Mama obudziła mnie i powiedziała, że musimy uciekać do obozu, gdzie będziemy bezpieczne. Na zewnątrz ludzie krzyczeli, a wiele osób już nie żyło. Nie oglądałam się za siebie. Kiedy dotarłam na miejsce, nie mogłam znaleźć mojej mamy. Nigdy więcej jej potem nie widziałam – wyjaśnia Nyagonar.
Zupełnie sama i przerażona, dzielna dziewczynka dalej poszukiwała swojej mamy w bazie ONZ w Malakalu. Mijały tygodnie bezskutecznych poszukiwań i Nyagonar zaczęła tracić nadzieję. Przez cały ten okres nie mogła spokojnie zasnąć, bojąc się, że kiedy tylko zamknie oczy, na nowo rozpoczną się walki. To właśnie wtedy zdecydowała się dołączyć do grupy ludzi zmierzających do Pagak oddalonego o 290 km.
Szliśmy przez dwa miesiące, mając ze sobą bardzo mało wody i żywności. Nie znałam nikogo i czułam, że jestem zupełnie sama. Wielu umarło po drodze lub nie miało siły dalej iść. Musieliśmy pokonywać łodziami rzeki lub po prostu przepływać na drugi brzeg. Czasami, kiedy mijaliśmy wioski, w których nie trwały walki, mogłam coś zjeść – wspomina Nyagonar mając oczy pełne łez. Te straszne wspomnienia są ciągle żywe. Boję się, że moja mama nie żyje, ale mam nadzieję, że inni ludzie zaopiekują się mną. Nie mam nikogo więcej.
Zanim wybuchł konflikt, Nyagonar uczyła się w czwartej klasie. Marzyła o tym, że zostanie nauczycielką, ale teraz marzy już tylko o tym, aby nastał pokój i mogła znowu zobaczyć swoją mamę.
Ponad 6 milionów dzieci w Sudanie Południowym i Republice Środkowoafrykańskiej potrzebuje natychmiastowej pomocy. Ich życie zmieniło się w pasmo bólu i strachu. Dodatkowo zagrażają im choroby i głód.
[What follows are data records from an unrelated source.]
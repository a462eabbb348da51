pub mod config;
pub mod controllers;
pub mod errors;
pub mod extractors;
pub mod request;
pub mod response;
pub mod routes;
pub mod server;
pub mod state;
//! Player server assembly

use super::config::ReceiverConfig;
use super::connection::ConnectionContext;
use super::events::event_channel;
use super::session::{PlayerContext, PlayerSession};
use crate::audio::{AudioSink, DecoderFactory};
use crate::protocol::crypto::CryptoError;
use crate::server::{HandlerFactory, RtspServer};
use std::net::SocketAddr;
use std::sync::Arc;

/// Creates one [`PlayerSession`] per connection
#[derive(Debug, Clone)]
pub struct PlayerFactory {
    ctx: Arc<PlayerContext>,
}

impl PlayerFactory {
    /// Factory sharing `ctx` across sessions
    #[must_use]
    pub fn new(ctx: Arc<PlayerContext>) -> Self {
        Self { ctx }
    }

    /// Shared player context
    #[must_use]
    pub fn context(&self) -> &Arc<PlayerContext> {
        &self.ctx
    }
}

impl HandlerFactory for PlayerFactory {
    type Handler = PlayerSession;

    fn create(&self, client: SocketAddr, local: SocketAddr) -> PlayerSession {
        PlayerSession::new(self.ctx.clone(), client, local)
    }
}

/// RTSP server playing announced streams to an [`AudioSink`]
pub type PlayerServer = RtspServer<PlayerFactory>;

impl RtspServer<PlayerFactory> {
    /// Build a stopped player server from configuration
    ///
    /// # Errors
    ///
    /// Returns an error if the configured private key cannot be loaded.
    pub fn player(
        config: &ReceiverConfig,
        sink: Arc<dyn AudioSink>,
        decoders: Arc<dyn DecoderFactory>,
        mac_address: [u8; 6],
    ) -> Result<Self, CryptoError> {
        let private_key = config.load_private_key()?.map(Arc::new);
        let events = event_channel();

        let ctx = PlayerContext {
            rtp_ports: config.rtp_ports,
            private_key: private_key.clone(),
            decoders,
            sink,
            timing_interval: config.timing_interval,
            events: events.clone(),
        };
        let connection = ConnectionContext::new(mac_address, events).with_private_key(private_key);

        Ok(Self::new(
            config.name.clone(),
            SocketAddr::new(config.bind_address, config.port),
            PlayerFactory::new(Arc::new(ctx)),
            connection,
        ))
    }
}
//! RAOP service naming

/// RAOP service type for mDNS discovery
pub const RAOP_SERVICE_TYPE: &str = "_raop._tcp.local.";

/// Format MAC address for RAOP service name (uppercase, no colons)
#[must_use]
pub fn format_mac_for_service(mac: &[u8; 6]) -> String {
    mac.iter().map(|b| format!("{b:02X}")).collect()
}

/// Instance name `HEXMAC@name`
#[must_use]
pub fn service_instance_name(mac: &[u8; 6], name: &str) -> String {
    format!("{}@{name}", format_mac_for_service(mac))
}

/// Parse RAOP service instance name
///
/// RAOP service names follow the format: `{MAC_ADDRESS}@{DEVICE_NAME}`
/// Example: "0050C212A23F@Living Room"
#[must_use]
pub fn parse_raop_service_name(name: &str) -> Option<(String, String)> {
    let (mac, device_name) = name.split_once('@')?;
    let mac = mac.to_uppercase();

    (mac.len() == 12 && mac.chars().all(|c| c.is_ascii_hexdigit()))
        .then(|| (mac, device_name.to_string()))
}

/// Instance part of a full service name
#[must_use]
pub fn instance_of(fullname: &str) -> &str {
    fullname
        .strip_suffix(RAOP_SERVICE_TYPE)
        .map_or(fullname, |rest| rest.trim_end_matches('.'))
}
//! AES key exchange for RAOP audio encryption

use super::super::crypto::{AudioDecryptor, CryptoError, RaopRsaPrivateKey, decode_base64};

/// AES key size (128 bits)
pub const AES_KEY_SIZE: usize = 16;
/// AES IV size (128 bits)
pub const AES_IV_SIZE: usize = 16;

/// Session keys announced by a sender
#[derive(Clone, PartialEq, Eq)]
pub struct RaopSessionKeys {
    aes_key: [u8; AES_KEY_SIZE],
    aes_iv: [u8; AES_IV_SIZE],
}

impl std::fmt::Debug for RaopSessionKeys {
    fn fmt(&self, f: &mut std::fmt::Formatter<'_>) -> std::fmt::Result {
        f.debug_struct("RaopSessionKeys").finish_non_exhaustive()
    }
}

impl RaopSessionKeys {
    /// Wrap an already unwrapped key and IV
    #[must_use]
    pub fn new(aes_key: [u8; AES_KEY_SIZE], aes_iv: [u8; AES_IV_SIZE]) -> Self {
        Self { aes_key, aes_iv }
    }

    /// Recover session keys from the `rsaaeskey` and `aesiv` SDP attributes
    ///
    /// # Errors
    ///
    /// Returns `CryptoError::MissingPrivateKey` without a private key, and
    /// `CryptoError::InvalidKeyLength` if the unwrapped key or the IV is not
    /// 16 bytes.
    pub fn unwrap(
        private_key: Option<&RaopRsaPrivateKey>,
        rsaaeskey: &str,
        aesiv: &str,
    ) -> Result<Self, CryptoError> {
        let private_key = private_key.ok_or(CryptoError::MissingPrivateKey)?;

        let wrapped = decode_base64(rsaaeskey)?;
        let key = private_key.decrypt_oaep(&wrapped)?;
        let iv = decode_base64(aesiv)?;

        let aes_key: [u8; AES_KEY_SIZE] =
            key.as_slice().try_into().map_err(|_| CryptoError::InvalidKeyLength {
                expected: AES_KEY_SIZE,
                actual: key.len(),
            })?;
        let aes_iv: [u8; AES_IV_SIZE] =
            iv.as_slice().try_into().map_err(|_| CryptoError::InvalidKeyLength {
                expected: AES_IV_SIZE,
                actual: iv.len(),
            })?;

        Ok(Self { aes_key, aes_iv })
    }

    /// AES-128 stream key
    #[must_use]
    pub fn aes_key(&self) -> &[u8; AES_KEY_SIZE] {
        &self.aes_key
    }

    /// AES-CBC initialization vector
    #[must_use]
    pub fn aes_iv(&self) -> &[u8; AES_IV_SIZE] {
        &self.aes_iv
    }

    /// Build the per-packet payload decryptor for these keys
    #[must_use]
    pub fn decryptor(&self) -> AudioDecryptor {
        AudioDecryptor::new(self.aes_key, self.aes_iv)
    }
}

impl Drop for RaopSessionKeys {
    fn drop(&mut self) {
        self.aes_key.iter_mut().for_each(|b| *b = 0);
        self.aes_iv.iter_mut().for_each(|b| *b = 0);
    }
}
Musimy zrobić wszystko, aby były zdrowe, mogły normalnie żyć, chodzić do szkoły i zapomnieć o traumie, którą przeżyły. Tworzone przez UNICEF Miejsca Przyjazne Dzieciom pozwalają im na nowo zająć się nauką i zabawą. W przepełnionych obozach dla uchodźców bardzo łatwo rozprzestrzeniają się choroby zakaźne, dlatego tak ważne są również szczepienia ochronne, zwłaszcza przeciwko odrze i polio. Powszechne niedożywienie osłabia dziecięce organizmy, którym brakuje sił, by walczyć z malarią i innymi chorobami. Pomoc potrzebna jest natychmiast.